Could you write out the lines below exactly, beginning with the first and finishing with the one that contains "called at any"?
=-=-=
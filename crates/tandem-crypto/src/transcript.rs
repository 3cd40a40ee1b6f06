//! Running hash over the handshake transcript.
//!
//! TLS 1.2 hashes every handshake message, in the order sent and received,
//! into the seed for the Finished-message PRF. Which hash the PRF uses is
//! decided by the negotiated cipher suite, which is not known when the
//! first messages arrive — so the accumulator runs SHA-256 (always) and
//! SHA-384 (when configured) side by side over the same byte stream.
//!
//! One accumulator belongs to exactly one handshake. It is never shared
//! across connections, and it is only ever rewound by an explicit
//! [`reset`](TranscriptHash::reset) at the start of a renegotiation.

use sha2::{Digest, Sha256, Sha384};

use crate::error::CryptoError;
use crate::hash::HashAlgorithm;

/// Incremental hash of all handshake messages exchanged so far.
///
/// Digests are snapshots: [`digest`](Self::digest) may be called at any
/// point, repeatedly, without disturbing later updates. `Clone` forks the
/// accumulator, which the caller needs when the digest-before-Finished must
/// be pinned while the transcript keeps growing.
#[derive(Clone)]
pub struct TranscriptHash {
    sha256: Sha256,
    sha384: Option<Sha384>,
}

impl TranscriptHash {
    /// New accumulator tracking SHA-256 only.
    pub fn new() -> Self {
        Self { sha256: Sha256::new(), sha384: None }
    }

    /// New accumulator tracking SHA-256 and SHA-384 simultaneously.
    ///
    /// Use this when a SHA-384 suite may be negotiated; the extra state
    /// must exist from the first `ClientHello` byte onward.
    pub fn with_sha384() -> Self {
        Self { sha256: Sha256::new(), sha384: Some(Sha384::new()) }
    }

    /// Append handshake message bytes to every tracked hash state.
    pub fn update(&mut self, message: &[u8]) {
        self.sha256.update(message);
        if let Some(sha384) = &mut self.sha384 {
            sha384.update(message);
        }
    }

    /// Snapshot digest of all bytes fed so far.
    ///
    /// Does not mutate the running state.
    ///
    /// # Errors
    ///
    /// [`CryptoError::HashNotTracked`] if `algorithm` was not configured
    /// at construction.
    pub fn digest(&self, algorithm: HashAlgorithm) -> Result<Vec<u8>, CryptoError> {
        match algorithm {
            HashAlgorithm::Sha256 => Ok(self.sha256.clone().finalize().to_vec()),
            HashAlgorithm::Sha384 => self
                .sha384
                .as_ref()
                .map(|sha384| sha384.clone().finalize().to_vec())
                .ok_or(CryptoError::HashNotTracked { algorithm }),
            HashAlgorithm::Sha1 => Err(CryptoError::HashNotTracked { algorithm }),
        }
    }

    /// True if `algorithm` is accumulated by this transcript.
    pub fn tracks(&self, algorithm: HashAlgorithm) -> bool {
        match algorithm {
            HashAlgorithm::Sha256 => true,
            HashAlgorithm::Sha384 => self.sha384.is_some(),
            HashAlgorithm::Sha1 => false,
        }
    }

    /// Rewind to the empty transcript, keeping the configured algorithm
    /// set.
    ///
    /// Only valid at the start of a new handshake.
    pub fn reset(&mut self) {
        self.sha256 = Sha256::new();
        if self.sha384.is_some() {
            self.sha384 = Some(Sha384::new());
        }
    }
}

impl Default for TranscriptHash {
    fn default() -> Self {
        Self::new()
    }
}

impl std::fmt::Debug for TranscriptHash {
    fn fmt(&self, f: &mut std::fmt::Formatter<'_>) -> std::fmt::Result {
        f.debug_struct("TranscriptHash")
            .field("tracks_sha384", &self.sha384.is_some())
            .finish()
    }
}
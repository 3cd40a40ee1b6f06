//! Fuzz target for the EMSA-PSS encoder
//!
//! # Strategy
//!
//! - Arbitrary digest and salt lengths, including mismatched and
//!   oversized ones
//! - Bit lengths from degenerate to oversized
//!
//! # Invariants
//!
//! - NEVER panic
//! - Successful encodings are exactly `ceil(emBits / 8)` bytes and end
//!   with the 0xBC trailer
//! - A salt that does not fit is an error, never truncated

#![no_main]

use arbitrary::Arbitrary;
use libfuzzer_sys::fuzz_target;
use tandem_crypto::{HashAlgorithm, encode_pss};

#[derive(Debug, Arbitrary)]
struct EncodeInput {
    hash_selector: u8,
    digest: Vec<u8>,
    em_bits: u16,
    salt: Vec<u8>,
}

fuzz_target!(|input: EncodeInput| {
    let hash = match input.hash_selector % 3 {
        0 => HashAlgorithm::Sha1,
        1 => HashAlgorithm::Sha256,
        _ => HashAlgorithm::Sha384,
    };
    let em_bits = usize::from(input.em_bits);

    match encode_pss(&input.digest, em_bits, hash, &input.salt) {
        Ok(encoded) => {
            assert_eq!(encoded.len(), em_bits.div_ceil(8));
            assert_eq!(encoded.last().copied(), Some(0xBC));
            assert_eq!(input.digest.len(), hash.output_len());
            assert!(encoded.len() >= hash.output_len() + input.salt.len() + 2);
        }
        Err(error) => {
            assert!(!error.is_authentication_failure());
        }
    }
});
=-=-=
▸ **ANSWER SECTION**
filename crates/tandem-crypto/src/transcript.rs
repository 3cd40a40ee1b6f06
//! Running hash over the handshake transcript.
//!
//! TLS 1.2 hashes every handshake message, in the order sent and received,
//! into the seed for the Finished-message PRF. Which hash the PRF uses is
//! decided by the negotiated cipher suite, which is not known when the
//! first messages arrive — so the accumulator runs SHA-256 (always) and
//! SHA-384 (when configured) side by side over the same byte stream.
//!
//! One accumulator belongs to exactly one handshake. It is never shared
//! across connections, and it is only ever rewound by an explicit
//! [`reset`](TranscriptHash::reset) at the start of a renegotiation.

use sha2::{Digest, Sha256, Sha384};

use crate::error::CryptoError;
use crate::hash::HashAlgorithm;

/// Incremental hash of all handshake messages exchanged so far.
///
/// Digests are snapshots: [`digest`](Self::digest) may be called at any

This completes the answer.